• REQUIRED WORK
Among these records, which lines include "CreateProductUseCase"? Copy them out.

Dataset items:
□ □ □ □ □ □ □

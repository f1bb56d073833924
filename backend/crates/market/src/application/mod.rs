pub mod comments;
pub mod create_product;
pub mod delete_product;
pub mod list_products;
pub mod moderation;
pub mod product_detail;
pub mod toggle_like;
pub mod update_product;
pub mod update_status;

pub use comments::{CreateCommentUseCase, CreateReplyUseCase, DeleteCommentUseCase};
pub use create_product::{CreateProductInput, CreateProductUseCase};
pub use delete_product::DeleteProductUseCase;
pub use list_products::{ListProductsInput, ListProductsUseCase, PAGE_SIZE};
pub use moderation::RemoveUserUseCase;
pub use product_detail::{ProductDetail, ProductDetailUseCase};
pub use toggle_like::{LikeOutcome, ToggleLikeUseCase};
pub use update_product::{UpdateProductInput, UpdateProductUseCase};
pub use update_status::UpdateStatusUseCase;
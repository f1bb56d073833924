//! Product (Listing) Entity

use auth::UserId;
use chrono::{DateTime, Utc};
use kernel::id::ProductId;
use uuid::Uuid;

use crate::domain::value_object::{
    category::Category, price::Price, product_status::ProductStatus,
};

/// Product entity
#[derive(Debug, Clone)]
pub struct Product {
    /// Internal UUID identifier
    pub product_id: ProductId,
    /// The selling user
    pub seller_id: UserId,
    /// Listing title
    pub title: String,
    /// Asking price (non-negative integer)
    pub price: Price,
    /// Category from the fixed vocabulary
    pub category: Category,
    /// Free-form description
    pub description: String,
    /// Meeting location
    pub location: Option<String>,
    /// Lifecycle status
    pub status: ProductStatus,
    /// Created timestamp
    pub created_at: DateTime<Utc>,
    /// Updated timestamp
    pub updated_at: DateTime<Utc>,
}

impl Product {
    /// Create a new listing. Every listing starts FOR_SALE.
    pub fn new(
        seller_id: UserId,
        title: String,
        price: Price,
        category: Category,
        description: String,
        location: Option<String>,
    ) -> Self {
        let now = Utc::now();

        Self {
            product_id: ProductId::new(),
            seller_id,
            title,
            price,
            category,
            description,
            location,
            status: ProductStatus::ForSale,
            created_at: now,
            updated_at: now,
        }
    }
}

/// Product image row, ordered by `position`
#[derive(Debug, Clone)]
pub struct ProductImage {
    pub image_id: Uuid,
    pub product_id: ProductId,
    /// Path produced by the (external) upload layer
    pub path: String,
    pub position: i32,
}

impl ProductImage {
    pub fn new(product_id: ProductId, path: String, position: i32) -> Self {
        Self {
            image_id: Uuid::new_v4(),
            product_id,
            path,
            position,
        }
    }
}

/// Explicit partial update for listing edits
///
/// Every updatable field is enumerated; `None` leaves the field as is.
/// `location` is nullable, so `Some(None)` clears it. When
/// `replace_images` is present the image set is replaced wholesale, in
/// the same transaction as the row update.
#[derive(Debug, Clone, Default)]
pub struct ProductChanges {
    pub title: Option<String>,
    pub price: Option<Price>,
    pub category: Option<Category>,
    pub description: Option<String>,
    pub location: Option<Option<String>>,
    pub replace_images: Option<Vec<String>>,
}

impl ProductChanges {
    /// True when no field would change
    pub fn is_empty(&self) -> bool {
        self.title.is_none()
            && self.price.is_none()
            && self.category.is_none()
            && self.description.is_none()
            && self.location.is_none()
            && self.replace_images.is_none()
    }

    /// Apply the row-level changes to a product entity (used by in-memory
    /// stores; image replacement is the store's concern)
    pub fn apply(&self, product: &mut Product) {
        if let Some(title) = &self.title {
            product.title = title.clone();
        }
        if let Some(price) = self.price {
            product.price = price;
        }
        if let Some(category) = self.category {
            product.category = category;
        }
        if let Some(description) = &self.description {
            product.description = description.clone();
        }
        if let Some(location) = &self.location {
            product.location = location.clone();
        }
        product.updated_at = Utc::now();
    }
}
//! HTTP Handlers
//!
//! AJAX endpoints (like, status, deletions) speak JSON; form posts
//! redirect back to the page they came from, original-style.

use axum::extract::{Path, Query, State};
use axum::http::HeaderMap;
use axum::response::{IntoResponse, Redirect, Response};
use axum::{Extension, Form, Json};
use kernel::id::{CommentId, ProductId};
use platform::encode::percent_encode;
use std::sync::Arc;
use uuid::Uuid;

use auth::middleware::{CurrentIdentity, wants_json};

use crate::application::{
    CreateCommentUseCase, CreateProductInput, CreateProductUseCase, CreateReplyUseCase,
    DeleteCommentUseCase, DeleteProductUseCase, ListProductsInput, ListProductsUseCase,
    ProductDetailUseCase, RemoveUserUseCase, ToggleLikeUseCase, UpdateProductInput,
    UpdateProductUseCase, UpdateStatusUseCase,
};
use crate::domain::repository::{
    CommentRepository, LikeRepository, ModerationRepository, ProductRepository,
};
use crate::error::{MarketError, MarketResult};
use crate::presentation::dto::{
    CommentRequest, CommentNodeDto, EditProductRequest, LikeResponse, ProductDetailResponse,
    ProductImageDto, ProductListQuery, ProductListResponse, ProductSummaryDto, SellerDto,
    StatusUpdateRequest, StatusUpdateResponse, SuccessResponse, WriteProductRequest,
};

/// Shared state for market handlers
#[derive(Clone)]
pub struct MarketAppState<R>
where
    R: ProductRepository
        + LikeRepository
        + CommentRepository
        + ModerationRepository
        + Clone
        + Send
        + Sync
        + 'static,
{
    pub repo: Arc<R>,
}

// ============================================================================
// Listing page
// ============================================================================

/// GET /product/list
pub async fn list<R>(
    State(state): State<MarketAppState<R>>,
    Extension(current): Extension<CurrentIdentity>,
    Query(query): Query<ProductListQuery>,
) -> MarketResult<Json<ProductListResponse>>
where
    R: ProductRepository
        + LikeRepository
        + CommentRepository
        + ModerationRepository
        + Clone
        + Send
        + Sync
        + 'static,
{
    let page = query.page.unwrap_or(1).max(1);

    let use_case = ListProductsUseCase::new(state.repo.clone());
    let summaries = use_case
        .execute(
            current.0.as_ref(),
            ListProductsInput {
                category: query.category,
                keyword: query.keyword,
                status: query.status,
                page: query.page,
            },
        )
        .await?;

    Ok(Json(ProductListResponse {
        products: summaries.iter().map(ProductSummaryDto::from_summary).collect(),
        page,
    }))
}

// ============================================================================
// Detail page
// ============================================================================

/// GET /product/{id}
pub async fn detail<R>(
    State(state): State<MarketAppState<R>>,
    Extension(current): Extension<CurrentIdentity>,
    Path(id): Path<Uuid>,
) -> MarketResult<Json<ProductDetailResponse>>
where
    R: ProductRepository
        + LikeRepository
        + CommentRepository
        + ModerationRepository
        + Clone
        + Send
        + Sync
        + 'static,
{
    let product_id = ProductId::from_uuid(id);

    let use_case = ProductDetailUseCase::new(
        state.repo.clone(),
        state.repo.clone(),
        state.repo.clone(),
    );
    let detail = use_case.execute(current.0.as_ref(), &product_id).await?;

    Ok(Json(ProductDetailResponse {
        id: detail.product.product_id.to_string(),
        title: detail.product.title.clone(),
        price: detail.product.price.value(),
        category: detail.product.category.display_name().to_string(),
        description: detail.product.description.clone(),
        location: detail.product.location.clone(),
        status: detail.product.status.code().to_string(),
        images: detail.images.iter().map(ProductImageDto::from_image).collect(),
        seller: detail.seller.as_ref().map(SellerDto::from_profile),
        like_count: detail.like_count,
        liked_by_caller: detail.liked_by_caller,
        comments: detail
            .comments
            .iter()
            .map(|node| CommentNodeDto::from_node(node, current.0.as_ref()))
            .collect(),
        created_at_ms: detail.product.created_at.timestamp_millis(),
    }))
}

// ============================================================================
// Create / edit / delete
// ============================================================================

/// POST /product/write
pub async fn write<R>(
    State(state): State<MarketAppState<R>>,
    Extension(current): Extension<CurrentIdentity>,
    headers: HeaderMap,
    Form(req): Form<WriteProductRequest>,
) -> Response
where
    R: ProductRepository
        + LikeRepository
        + CommentRepository
        + ModerationRepository
        + Clone
        + Send
        + Sync
        + 'static,
{
    let use_case = CreateProductUseCase::new(state.repo.clone());

    let input = CreateProductInput {
        title: req.title,
        price: req.price,
        category: req.category,
        description: req.description,
        location: req.location,
        image_paths: req.image_path.into_iter().collect(),
    };

    match use_case.execute(current.0.as_ref(), input).await {
        Ok(product_id) => {
            if wants_json(&headers) {
                Json(serde_json::json!({
                    "success": true,
                    "id": product_id.to_string()
                }))
                .into_response()
            } else {
                Redirect::to("/product/list").into_response()
            }
        }
        Err(err) => form_error(err, &headers, "/product/write"),
    }
}

/// POST /product/{id}/edit
pub async fn edit<R>(
    State(state): State<MarketAppState<R>>,
    Extension(current): Extension<CurrentIdentity>,
    headers: HeaderMap,
    Path(id): Path<Uuid>,
    Form(req): Form<EditProductRequest>,
) -> Response
where
    R: ProductRepository
        + LikeRepository
        + CommentRepository
        + ModerationRepository
        + Clone
        + Send
        + Sync
        + 'static,
{
    let product_id = ProductId::from_uuid(id);
    let use_case = UpdateProductUseCase::new(state.repo.clone());

    let input = UpdateProductInput {
        title: req.title,
        price: req.price,
        category: req.category,
        description: req.description,
        location: req.location,
        replace_images: req.image_path.map(|path| {
            if path.is_empty() {
                Vec::new()
            } else {
                vec![path]
            }
        }),
    };

    match use_case.execute(current.0.as_ref(), &product_id, input).await {
        Ok(()) => {
            if wants_json(&headers) {
                Json(SuccessResponse { success: true }).into_response()
            } else {
                Redirect::to(&format!("/product/{}", id)).into_response()
            }
        }
        Err(err) => form_error(err, &headers, &format!("/product/{}/edit", id)),
    }
}

/// DELETE /product/{id}
pub async fn delete<R>(
    State(state): State<MarketAppState<R>>,
    Extension(current): Extension<CurrentIdentity>,
    Path(id): Path<Uuid>,
) -> MarketResult<Json<SuccessResponse>>
where
    R: ProductRepository
        + LikeRepository
        + CommentRepository
        + ModerationRepository
        + Clone
        + Send
        + Sync
        + 'static,
{
    let product_id = ProductId::from_uuid(id);

    DeleteProductUseCase::new(state.repo.clone())
        .execute(current.0.as_ref(), &product_id)
        .await?;

    Ok(Json(SuccessResponse { success: true }))
}

// ============================================================================
// Status / like (AJAX)
// ============================================================================

/// POST /product/{id}/status
pub async fn update_status<R>(
    State(state): State<MarketAppState<R>>,
    Extension(current): Extension<CurrentIdentity>,
    Path(id): Path<Uuid>,
    Form(req): Form<StatusUpdateRequest>,
) -> MarketResult<Json<StatusUpdateResponse>>
where
    R: ProductRepository
        + LikeRepository
        + CommentRepository
        + ModerationRepository
        + Clone
        + Send
        + Sync
        + 'static,
{
    let product_id = ProductId::from_uuid(id);

    let status = UpdateStatusUseCase::new(state.repo.clone())
        .execute(current.0.as_ref(), &product_id, &req.status)
        .await?;

    Ok(Json(StatusUpdateResponse {
        success: true,
        status: status.code().to_string(),
    }))
}

/// POST /product/{id}/like
pub async fn toggle_like<R>(
    State(state): State<MarketAppState<R>>,
    Extension(current): Extension<CurrentIdentity>,
    Path(id): Path<Uuid>,
) -> MarketResult<Json<LikeResponse>>
where
    R: ProductRepository
        + LikeRepository
        + CommentRepository
        + ModerationRepository
        + Clone
        + Send
        + Sync
        + 'static,
{
    let product_id = ProductId::from_uuid(id);

    let outcome = ToggleLikeUseCase::new(state.repo.clone(), state.repo.clone())
        .execute(current.0.as_ref(), &product_id)
        .await?;

    Ok(Json(LikeResponse {
        success: true,
        liked: outcome.liked,
        like_count: outcome.like_count,
    }))
}

// ============================================================================
// Comments
// ============================================================================

/// POST /product/{id}/comment
pub async fn create_comment<R>(
    State(state): State<MarketAppState<R>>,
    Extension(current): Extension<CurrentIdentity>,
    headers: HeaderMap,
    Path(id): Path<Uuid>,
    Form(req): Form<CommentRequest>,
) -> Response
where
    R: ProductRepository
        + LikeRepository
        + CommentRepository
        + ModerationRepository
        + Clone
        + Send
        + Sync
        + 'static,
{
    let product_id = ProductId::from_uuid(id);

    let result = CreateCommentUseCase::new(state.repo.clone(), state.repo.clone())
        .execute(current.0.as_ref(), &product_id, &req.content)
        .await;

    comment_outcome(result.map(|_| ()), &headers, id)
}

/// POST /product/{id}/comment/{comment_id}/reply
pub async fn create_reply<R>(
    State(state): State<MarketAppState<R>>,
    Extension(current): Extension<CurrentIdentity>,
    headers: HeaderMap,
    Path((id, comment_id)): Path<(Uuid, Uuid)>,
    Form(req): Form<CommentRequest>,
) -> Response
where
    R: ProductRepository
        + LikeRepository
        + CommentRepository
        + ModerationRepository
        + Clone
        + Send
        + Sync
        + 'static,
{
    let product_id = ProductId::from_uuid(id);
    let parent_id = CommentId::from_uuid(comment_id);

    let result = CreateReplyUseCase::new(state.repo.clone(), state.repo.clone())
        .execute(current.0.as_ref(), &product_id, &parent_id, &req.content)
        .await;

    comment_outcome(result.map(|_| ()), &headers, id)
}

/// DELETE /product/comment/{id}
pub async fn delete_comment<R>(
    State(state): State<MarketAppState<R>>,
    Extension(current): Extension<CurrentIdentity>,
    Path(id): Path<Uuid>,
) -> MarketResult<Json<SuccessResponse>>
where
    R: ProductRepository
        + LikeRepository
        + CommentRepository
        + ModerationRepository
        + Clone
        + Send
        + Sync
        + 'static,
{
    let comment_id = CommentId::from_uuid(id);

    let deleted = DeleteCommentUseCase::new(state.repo.clone())
        .execute(current.0.as_ref(), &comment_id)
        .await?;

    // "Not the author" is a refusal, not a server fault
    if !deleted {
        return Err(MarketError::Forbidden);
    }

    Ok(Json(SuccessResponse { success: true }))
}

// ============================================================================
// Admin moderation
// ============================================================================

/// DELETE /admin/user/{public_id}
pub async fn remove_user<R>(
    State(state): State<MarketAppState<R>>,
    Extension(current): Extension<CurrentIdentity>,
    Path(public_id): Path<String>,
) -> MarketResult<Json<SuccessResponse>>
where
    R: ProductRepository
        + LikeRepository
        + CommentRepository
        + ModerationRepository
        + Clone
        + Send
        + Sync
        + 'static,
{
    RemoveUserUseCase::new(state.repo.clone())
        .execute(current.0.as_ref(), &public_id)
        .await?;

    Ok(Json(SuccessResponse { success: true }))
}

/// DELETE /admin/product/{id}
pub async fn remove_product<R>(
    State(state): State<MarketAppState<R>>,
    Extension(current): Extension<CurrentIdentity>,
    Path(id): Path<Uuid>,
) -> MarketResult<Json<SuccessResponse>>
where
    R: ProductRepository
        + LikeRepository
        + CommentRepository
        + ModerationRepository
        + Clone
        + Send
        + Sync
        + 'static,
{
    let product_id = ProductId::from_uuid(id);

    DeleteProductUseCase::new(state.repo.clone())
        .execute(current.0.as_ref(), &product_id)
        .await?;

    Ok(Json(SuccessResponse { success: true }))
}

// ============================================================================
// Helper Functions
// ============================================================================

/// Form-post failure: JSON for AJAX callers, redirect-with-error for browsers
fn form_error(err: MarketError, headers: &HeaderMap, back_to: &str) -> Response {
    if wants_json(headers) {
        err.into_response()
    } else {
        let message = err.to_app_error().message().to_string();
        // log through the same path as the JSON branch
        tracing::debug!(error = %message, "Form submission failed");
        Redirect::to(&format!("{}?error={}", back_to, percent_encode(&message)))
            .into_response()
    }
}

/// Comment/reply outcome: a 303 back to the product detail on success
fn comment_outcome(result: MarketResult<()>, headers: &HeaderMap, product_id: Uuid) -> Response {
    match result {
        Ok(()) => {
            if wants_json(headers) {
                Json(SuccessResponse { success: true }).into_response()
            } else {
                Redirect::to(&format!("/product/{}", product_id)).into_response()
            }
        }
        Err(err) => {
            if wants_json(headers) {
                err.into_response()
            } else {
                form_error(err, headers, &format!("/product/{}", product_id))
            }
        }
    }
}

□ □ □ □ □ □ □

• OUTPUT BELOW
pub use create_product::{CreateProductInput, CreateProductUseCase};
    CreateCommentUseCase, CreateProductInput, CreateProductUseCase, CreateReplyUseCase,
    let use_case = CreateProductUseCase::new(state.repo.clone());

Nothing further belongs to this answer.